Há uma teatrilidade exacerbada nos dias dos amantes

as mãos geometricamente dispostas sob as leis da física

a actração magnética dos olhares

a polaridade exacerbada dos lábios.

 

E, no entanto, os métodos quânticos são incapazes de descrever os pequenos detalhes,

sim, porque o amor esconde-se nos detalhes mais infimos da quantica amorosa.

Ai a ciência não chegou por ora.

 

Há poemas exploratórios, tratados psicológicos e fisiológicos

opiniões de Freud e peças de shakespeare

seratonina produzida artificialmente

mas nenhum CERN para o amor.

 

E deveria haver um grande CERN para os amantes,

que procura-se a sua essência até à mais pequena partícula, qual bosão de higgs.

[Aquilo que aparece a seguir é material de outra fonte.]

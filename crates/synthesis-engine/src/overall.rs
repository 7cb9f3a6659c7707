//! Overall Scorer
//!
//! Blends category scores with the configured category-weight table,
//! renormalized over the categories the batch actually covers.

use std::collections::{BTreeMap, BTreeSet};

use synthesis_core::{Confidence, Sentiment, SynthesisConfig, NEUTRAL_SCORE};

use crate::category::CategoryAggregate;
use crate::normalize::NormalizedCard;

#[derive(Debug, Clone, PartialEq)]
pub struct OverallVerdict {
    pub score: f64,
    pub sentiment: Sentiment,
    pub confidence: Confidence,
    /// Renormalized weight per scored category; sums to 1 when non-empty
    pub weights: BTreeMap<String, f64>,
}

pub fn score_overall(
    categories: &BTreeMap<String, CategoryAggregate>,
    cards: &[NormalizedCard],
    config: &SynthesisConfig,
) -> OverallVerdict {
    if categories.is_empty() {
        return OverallVerdict {
            score: NEUTRAL_SCORE,
            sentiment: Sentiment::Neutral,
            confidence: Confidence::Low,
            weights: BTreeMap::new(),
        };
    }

    let weights = renormalized_weights(categories, config);

    let score = categories
        .iter()
        .map(|(name, aggregate)| aggregate.score * weights.get(name).copied().unwrap_or(0.0))
        .sum::<f64>()
        .clamp(0.0, 100.0);

    let sentiment = if score >= config.bullish_threshold {
        Sentiment::Bullish
    } else if score <= config.bearish_threshold {
        Sentiment::Bearish
    } else {
        Sentiment::Neutral
    };

    let mut confidence = weighted_confidence_mode(categories, cards);
    let thin = categories
        .iter()
        .filter(|(name, _)| weights.get(*name).copied().unwrap_or(0.0) > 0.0)
        .find(|(_, aggregate)| aggregate.coverage < config.min_category_coverage);
    if let Some((name, aggregate)) = thin {
        tracing::debug!(
            "Category {} coverage {:.2} below {:.2}, downgrading confidence",
            name,
            aggregate.coverage,
            config.min_category_coverage
        );
        confidence = confidence.downgrade();
    }

    OverallVerdict {
        score,
        sentiment,
        confidence,
        weights,
    }
}

/// Table weights for the present categories, scaled to sum to 1.
///
/// When none of the present categories carries weight, they share it equally.
fn renormalized_weights(
    categories: &BTreeMap<String, CategoryAggregate>,
    config: &SynthesisConfig,
) -> BTreeMap<String, f64> {
    let raw: BTreeMap<String, f64> = categories
        .keys()
        .map(|name| {
            (
                name.clone(),
                config
                    .category_weights
                    .weight_for(name, config.unlisted_category_weight),
            )
        })
        .collect();

    let total: f64 = raw.values().sum();
    if total <= 0.0 {
        tracing::warn!(
            "No weight configured for categories {:?}, weighting them equally",
            raw.keys().collect::<Vec<_>>()
        );
        let equal = 1.0 / raw.len() as f64;
        return raw.into_keys().map(|name| (name, equal)).collect();
    }

    raw.into_iter().map(|(name, w)| (name, w / total)).collect()
}

/// Most common card confidence, weighted by each scored card's contribution
/// weight. Ties resolve to the lower level.
fn weighted_confidence_mode(
    categories: &BTreeMap<String, CategoryAggregate>,
    cards: &[NormalizedCard],
) -> Confidence {
    let scored: BTreeSet<&str> = categories
        .values()
        .flat_map(|aggregate| aggregate.card_ids.iter().map(String::as_str))
        .collect();

    let mut tally: BTreeMap<Confidence, f64> = BTreeMap::new();
    for card in cards.iter().filter(|c| scored.contains(c.card_id.as_str())) {
        if let Some(contribution) = &card.contribution {
            *tally.entry(card.confidence).or_default() += contribution.weight;
        }
    }

    let mut best = Confidence::Low;
    let mut best_weight = 0.0;
    // BTreeMap iterates Low -> High; strict comparison keeps the lower level on ties
    for (level, weight) in tally {
        if weight > best_weight + f64::EPSILON {
            best = level;
            best_weight = weight;
        }
    }
    best
}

Porque se o bosão de higgs de é a particula de Deus e Deus inventou o amor

deve haver um rasto da sua fabricação,

e deve ser possível sintetizar e replicar o amor que um dia alguém sentiu

e usar a analítica, a física e a química e a quântica,

desfragmentar em pequenas partículas e voltar a juntar tudo novamente.

 

Talvez seja idiotice minha, mas deveria haver um CERN para o amor.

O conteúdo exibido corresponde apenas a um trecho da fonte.